El Hoxton ha lanzado Flexy Time. Ahora puedes entrar y salir cuando quieras. Gratis. ¿No sabes qué hacer con todo ese tiempo extra? Deja que algunos de nuestros lugareños favoritos te enseñen la ciudad con nuestra guía de 48 horas elaborada por Kim Chabaud, Brand Manager de París.
Cuando oyes "París", piensas en la ciudad más turística del mundo. Piensas en la "Ciudad de las Luces", en la Torre Eiffel, en parejas enamoradas haciéndose selfies ante edificios hermosos. Y así es. Pero París es también un hogar para el arte, la cultura y la música. Una ciudad verdaderamente diversa, donde todo el mundo es libre de ser, amar, bailar, reír y fumar.
La mejor forma de comprender la belleza de París es explorarla como un lugareño. Déjate llevar por las viejas calles adoquinadas, admirando los edificios haussmannianos y los encantadores bistrós y boulangeries de los parques. Flanea por ahí, o hazte con una scooter Lime o Bird. De día o de noche, ¡el pelo al viento, los ojos al cielo!
Empieza por dirigirte directamente a la Place de la République, a sólo 5 minutos de La Hox. Es rica en historia y está llena de vida a cualquier hora del día. Tómate un batido energético en République del Café y luego pasea hasta el Cementerio Père Lachaise. Como lugar de descanso final de Jim Morrison, Edith Piaf, Oscar Wilde y Chopin (por nombrar sólo algunos), este lugar tiene un millón y una historias que contar. Coge un cuaderno y anota tus pensamientos mientras te pierdes por sus misteriosas callejuelas.

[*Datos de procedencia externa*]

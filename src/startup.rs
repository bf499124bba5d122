use crate::config::Config;
use crate::error::HearthError;
use crate::runner::{execute, CommandRunner};
use crate::stack::StackPaths;
use crate::toolchain::ToolchainBinding;
use serde::Serialize;
use tracing::{info, warn};

#[derive(Debug, Clone, Copy, PartialEq, Eq, Serialize)]
#[serde(rename_all = "snake_case")]
pub enum StartupPhase {
    NotStarted,
    StoreReady,
    AllUp,
    Ready,
}

#[derive(Debug, Clone, Copy, PartialEq, Eq, Serialize)]
#[serde(rename_all = "snake_case")]
pub enum ScaffoldOutcome {
    AlreadyInitialized,
    Ran,
    Failed,
}

#[derive(Debug, Clone, Serialize)]
pub struct StartupReport {
    pub phase: StartupPhase,
    pub scaffold: ScaffoldOutcome,
    pub restarted: bool,
    pub warnings: Vec<String>,
}

/// Brings the stack up so that nothing sees the store mid-initialization:
/// the store is recreated alone first (so its wrapper entrypoint takes
/// effect), then everything else starts, then one-time web scaffolding runs
/// and the automation engine restarts to load appended configuration.
pub struct StartupSequencer<'a, R: CommandRunner> {
    runner: &'a R,
    binding: &'a ToolchainBinding,
    paths: &'a StackPaths,
    cfg: &'a Config,
}

impl<'a, R: CommandRunner> StartupSequencer<'a, R> {
    pub fn new(
        runner: &'a R,
        binding: &'a ToolchainBinding,
        paths: &'a StackPaths,
        cfg: &'a Config,
    ) -> Self {
        Self {
            runner,
            binding,
            paths,
            cfg,
        }
    }

    fn compose_args(&self, verb: &[&str]) -> Vec<String> {
        let env_file = self.paths.env_file.to_string_lossy().to_string();
        let compose_file = self.paths.compose_file.to_string_lossy().to_string();
        let mut argv = self.binding.compose.with(&[
            "--env-file",
            env_file.as_str(),
            "-p",
            self.cfg.project.name.as_str(),
            "-f",
            compose_file.as_str(),
        ]);
        argv.extend(verb.iter().map(|arg| arg.to_string()));
        argv
    }

    fn compose(&self, verb: &[&str]) -> Result<(), HearthError> {
        let argv = self.compose_args(verb);
        execute(self.runner, &argv, Some(&self.paths.root), None, true)?;
        Ok(())
    }

    pub fn run(&self) -> Result<StartupReport, HearthError> {
        let services = &self.cfg.services;
        let mut report = StartupReport {
            phase: StartupPhase::NotStarted,
            scaffold: ScaffoldOutcome::AlreadyInitialized,
            restarted: false,
            warnings: Vec::new(),
        };

        info!(service = %services.store, "recreating store service");
        self.compose(&[
            "up",
            "-d",
            "--remove-orphans",
            "--force-recreate",
            services.store.as_str(),
        ])?;
        report.phase = StartupPhase::StoreReady;

        info!("starting remaining services");
        self.compose(&["up", "-d", "--remove-orphans"])?;
        report.phase = StartupPhase::AllUp;

        report.scaffold = self.scaffold_web(&mut report.warnings);

        info!(service = %services.automation, "restarting to load configuration");
        match self.compose(&["restart", services.automation.as_str()]) {
            Ok(()) => report.restarted = true,
            Err(err) => {
                let warning = format!(
                    "restart of {} failed; appended configuration loads on its next restart: {err}",
                    services.automation
                );
                warn!("{warning}");
                report.warnings.push(warning);
            }
        }
        report.phase = StartupPhase::Ready;
        Ok(report)
    }

    fn scaffold_web(&self, warnings: &mut Vec<String>) -> ScaffoldOutcome {
        if self.paths.web_marker.exists() {
            info!(marker = %self.paths.web_marker.display(), "web application already scaffolded");
            return ScaffoldOutcome::AlreadyInitialized;
        }
        info!(service = %self.cfg.services.web, "scaffolding web application");
        let result = self.compose(&[
            "exec",
            "-T",
            self.cfg.services.web.as_str(),
            "sh",
            "-c",
            self.cfg.web.scaffold_command.as_str(),
        ]);
        match result {
            Ok(()) => ScaffoldOutcome::Ran,
            Err(err) => {
                let warning = format!("web scaffolding failed; rerun hearth to retry: {err}");
                warn!("{warning}");
                warnings.push(warning);
                ScaffoldOutcome::Failed
            }
        }
    }
}

#[cfg(test)]
mod tests {
    use super::*;
    use crate::runner::testing::MockRunner;
    use crate::runner::{Elevation, Invocation};
    use std::fs;
    use std::path::PathBuf;
    use tempfile::tempdir;

    fn binding() -> ToolchainBinding {
        ToolchainBinding {
            engine: Invocation::new(Elevation::None, &["docker"]),
            compose: Invocation::new(Elevation::None, &["docker", "compose"]),
            installed: Vec::new(),
            removed_repos: Vec::<PathBuf>::new(),
        }
    }

    fn verbs(runner: &MockRunner) -> Vec<String> {
        runner
            .calls()
            .iter()
            .map(|call| call.argv[8..].join(" "))
            .collect()
    }

    #[test]
    fn store_is_recreated_alone_before_everything_else() {
        let root = tempdir().unwrap();
        let cfg = Config::default();
        let paths = StackPaths::new(root.path(), &cfg);
        let runner = MockRunner::default();
        let binding = binding();
        let report = StartupSequencer::new(&runner, &binding, &paths, &cfg)
            .run()
            .unwrap();

        assert_eq!(report.phase, StartupPhase::Ready);
        assert_eq!(report.scaffold, ScaffoldOutcome::Ran);
        assert!(report.restarted);
        let first = &runner.calls()[0].argv;
        assert_eq!(&first[..8], &[
            "docker".to_string(),
            "compose".to_string(),
            "--env-file".to_string(),
            root.path().join(".env").to_string_lossy().to_string(),
            "-p".to_string(),
            "hearth".to_string(),
            "-f".to_string(),
            root.path().join("docker-compose.yml").to_string_lossy().to_string(),
        ]);
        assert_eq!(
            verbs(&runner),
            vec![
                "up -d --remove-orphans --force-recreate influxdb".to_string(),
                "up -d --remove-orphans".to_string(),
                format!("exec -T web sh -c {}", cfg.web.scaffold_command),
                "restart homeassistant".to_string(),
            ]
        );
    }

    #[test]
    fn scaffold_is_skipped_once_marker_exists() {
        let root = tempdir().unwrap();
        let cfg = Config::default();
        let paths = StackPaths::new(root.path(), &cfg);
        fs::create_dir_all(paths.web_marker.parent().unwrap()).unwrap();
        fs::write(&paths.web_marker, "{}").unwrap();
        let runner = MockRunner::default();
        let binding = binding();
        let report = StartupSequencer::new(&runner, &binding, &paths, &cfg)
            .run()
            .unwrap();
        assert_eq!(report.scaffold, ScaffoldOutcome::AlreadyInitialized);
        assert!(!verbs(&runner).iter().any(|verb| verb.starts_with("exec")));
    }

    #[test]
    fn store_failure_is_fatal_and_stops_the_sequence() {
        let root = tempdir().unwrap();
        let cfg = Config::default();
        let paths = StackPaths::new(root.path(), &cfg);
        let runner = MockRunner::default();
        runner.fail_when("--force-recreate");
        let binding = binding();
        StartupSequencer::new(&runner, &binding, &paths, &cfg)
            .run()
            .expect_err("store failure");
        assert_eq!(runner.calls().len(), 1);
    }

    #[test]
    fn scaffold_and_restart_failures_are_warnings() {
        let root = tempdir().unwrap();
        let cfg = Config::default();
        let paths = StackPaths::new(root.path(), &cfg);
        let runner = MockRunner::default();
        runner.fail_when("exec -T web");
        runner.fail_when("restart homeassistant");
        let binding = binding();
        let report = StartupSequencer::new(&runner, &binding, &paths, &cfg)
            .run()
            .unwrap();
        assert_eq!(report.phase, StartupPhase::Ready);
        assert_eq!(report.scaffold, ScaffoldOutcome::Failed);
        assert!(!report.restarted);
        assert_eq!(report.warnings.len(), 2);
    }
}
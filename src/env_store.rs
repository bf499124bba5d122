use crate::error::HearthError;
use crate::runner::{CommandRunner, FileWriter};
use std::fs;
use std::io;
use std::path::{Path, PathBuf};
use tracing::{debug, warn};

/// Mode for a newly created env file; it carries the store credentials.
const ENV_FILE_MODE: u32 = 0o600;

/// A `KEY=value` file edited one line at a time. Lines that are not
/// assignments (comments, blanks) and the order of all keys are kept verbatim.
#[derive(Debug, Clone)]
pub struct EnvStore {
    path: PathBuf,
    lines: Vec<String>,
}

fn split_assignment(line: &str) -> Option<(&str, &str)> {
    let trimmed = line.trim_start();
    if trimmed.is_empty() || trimmed.starts_with('#') {
        return None;
    }
    let (key, value) = trimmed.split_once('=')?;
    let key = key.trim();
    if key.is_empty() {
        return None;
    }
    Some((key, value))
}

impl EnvStore {
    /// Loads the store. A missing or unreadable file is an empty store.
    pub fn load(path: &Path) -> Self {
        let lines = match fs::read_to_string(path) {
            Ok(content) => content.lines().map(str::to_string).collect(),
            Err(err) if err.kind() == io::ErrorKind::NotFound => Vec::new(),
            Err(err) => {
                warn!(path = %path.display(), %err, "env file unreadable; treating every key as absent");
                Vec::new()
            }
        };
        Self {
            path: path.to_path_buf(),
            lines,
        }
    }

    pub fn path(&self) -> &Path {
        &self.path
    }

    pub fn get(&self, key: &str) -> Option<&str> {
        self.lines
            .iter()
            .filter_map(|line| split_assignment(line))
            .find(|(candidate, _)| *candidate == key)
            .map(|(_, value)| value)
    }

    fn render(&self) -> String {
        let mut content = self.lines.join("\n");
        content.push('\n');
        content
    }

    /// Sets `key`, replacing its line in place or appending a new one, and
    /// persists the file. Returns whether anything was written.
    pub fn set<R: CommandRunner>(
        &mut self,
        key: &str,
        value: &str,
        writer: &FileWriter<'_, R>,
    ) -> Result<bool, HearthError> {
        if self.get(key) == Some(value) {
            return Ok(false);
        }
        let assignment = format!("{key}={value}");
        let existing = self
            .lines
            .iter()
            .position(|line| split_assignment(line).is_some_and(|(candidate, _)| candidate == key));
        match existing {
            Some(idx) => self.lines[idx] = assignment,
            None => self.lines.push(assignment),
        }
        // Duplicate definitions of the key would shadow the rewritten line.
        let mut seen = false;
        self.lines.retain(|line| match split_assignment(line) {
            Some((candidate, _)) if candidate == key => !std::mem::replace(&mut seen, true),
            _ => true,
        });
        debug!(path = %self.path.display(), key, "writing env key");
        let mode = (!self.path.exists()).then_some(ENV_FILE_MODE);
        writer.write(&self.path, self.render().as_bytes(), mode)?;
        Ok(true)
    }

    /// Sets `key` only when it is absent or empty.
    pub fn set_default<R: CommandRunner>(
        &mut self,
        key: &str,
        value: &str,
        writer: &FileWriter<'_, R>,
    ) -> Result<bool, HearthError> {
        match self.get(key) {
            Some(existing) if !existing.is_empty() => Ok(false),
            _ => self.set(key, value, writer),
        }
    }
}
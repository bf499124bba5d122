//! Detects (and if needed installs) the container engine and a compose
//! frontend, deciding once whether they must be invoked through `sudo`.

use crate::config::{BadRepo, Host};
use crate::error::HearthError;
use crate::runner::{execute, probe, CommandRunner, Elevation, FileWriter, Invocation};
use serde::Serialize;
use std::cell::Cell;
use std::fs;
use std::path::{Path, PathBuf};
use tracing::{info, warn};

pub const ENGINE: &str = "docker";
pub const LEGACY_COMPOSE: &str = "docker-compose";
pub const PACKAGE_MANAGER: &str = "apt-get";

#[derive(Debug, Clone, PartialEq, Eq, Serialize)]
pub struct OsRelease {
    pub id: String,
    pub codename: Option<String>,
}

fn os_release_value(raw: &str) -> String {
    raw.trim().trim_matches('"').trim_matches('\'').to_string()
}

pub fn parse_os_release(content: &str) -> OsRelease {
    let mut id = String::new();
    let mut codename = None;
    for line in content.lines() {
        let Some((key, value)) = line.split_once('=') else {
            continue;
        };
        match key.trim() {
            "ID" => id = os_release_value(value),
            "VERSION_CODENAME" => {
                let value = os_release_value(value);
                if !value.is_empty() {
                    codename = Some(value);
                }
            }
            _ => {}
        }
    }
    OsRelease { id, codename }
}

pub fn read_os_release(path: &Path) -> Result<OsRelease, HearthError> {
    let content = fs::read_to_string(path).map_err(|err| {
        HearthError::fatal(
            format!("cannot read distro detection file {}: {err}", path.display()),
            "run hearth on a Debian-family host that provides /etc/os-release, or point host.os_release at it",
        )
    })?;
    Ok(parse_os_release(&content))
}

/// A repository source file that contains a known-bad entry.
#[derive(Debug, Clone, PartialEq, Eq, Serialize)]
pub struct BadRepoEntry {
    pub path: PathBuf,
    pub pattern: String,
    /// The main sources list is never edited automatically.
    pub protected: bool,
}

fn rule_applies(rule: &BadRepo, os: &OsRelease) -> bool {
    rule.codenames.is_empty()
        || os
            .codename
            .as_deref()
            .is_some_and(|codename| rule.codenames.iter().any(|c| c == codename))
}

fn file_matches(path: &Path, pattern: &str) -> bool {
    fs::read_to_string(path)
        .map(|content| {
            content.lines().any(|line| {
                let trimmed = line.trim_start();
                !trimmed.starts_with('#') && trimmed.contains(pattern)
            })
        })
        .unwrap_or(false)
}

pub fn find_bad_repo_entries(host: &Host, os: &OsRelease) -> Vec<BadRepoEntry> {
    let mut entries = Vec::new();
    let mut source_files: Vec<PathBuf> = fs::read_dir(&host.apt_sources_dir)
        .map(|dir| {
            dir.filter_map(Result::ok)
                .map(|entry| entry.path())
                .filter(|path| {
                    path.extension()
                        .is_some_and(|ext| ext == "list" || ext == "sources")
                })
                .collect()
        })
        .unwrap_or_default();
    source_files.sort();

    for rule in host.bad_repos.iter().filter(|rule| rule_applies(rule, os)) {
        let main_list = Path::new(&host.apt_sources);
        if file_matches(main_list, &rule.pattern) {
            entries.push(BadRepoEntry {
                path: main_list.to_path_buf(),
                pattern: rule.pattern.clone(),
                protected: true,
            });
        }
        for path in &source_files {
            if file_matches(path, &rule.pattern) && !entries.iter().any(|e| &e.path == path) {
                entries.push(BadRepoEntry {
                    path: path.clone(),
                    pattern: rule.pattern.clone(),
                    protected: false,
                });
            }
        }
    }
    entries
}

/// The resolved engine and compose invocations. A binding cannot exist
/// without a working compose invocation.
#[derive(Debug, Clone, Serialize)]
pub struct ToolchainBinding {
    pub engine: Invocation,
    pub compose: Invocation,
    pub installed: Vec<String>,
    pub removed_repos: Vec<PathBuf>,
}

pub struct ToolchainResolver<'a, R: CommandRunner> {
    runner: &'a R,
    host: &'a Host,
    privilege: Elevation,
    user: Option<String>,
    prepared: Cell<bool>,
}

¿Tienes hambre? Evita las trampas para turistas del centro de la ciudad y dirígete a Patioa sólo unos minutos. Se trata de un bistró francés como ningún otro, que sirve la comida superfresca y de temporada que te apetece con su menú que cambia a diario. Disfruta también de una copa de vino natural de la Cueva de Yard mientras estés allí.
Si quieres que sea una noche para recordar, dirígete a La Tête Dans Les Nuages para disfrutar de lo último en retro redux. Está a 10 minutos a pie de la Hox, justo en los Grandes Bulevares. Hazte con unas fichas y vuélvete loco jugando a todos los nostálgicos juegos arcade. Te sentirás como un niño grande.
"Una ciudad verdaderamente diversa, donde todo el mundo es libre de seramar, bailar, reír y fumar".
¿Tienes resaca? Dirígete a Le Maris para disfrutar de un brunch en Paperboy. No es sólo el interior de estilo escandinavo lo que lo convierte en un lugar único, sino también el divertido toque americano-japonés que dan a sus platos. Mención especial merecen sus sándwiches de otro mundo. Ah, ¡y el personal! El personal es lo más.
Termina tu paseo vespertino en Merci al final de la calle. Se trata de una tienda conceptual distribuida en tres plantas, con una cuidada selección de muebles antiguos, ropa de diseño y divertidos artículos para el hogar, además de exposiciones pop-up mensuales.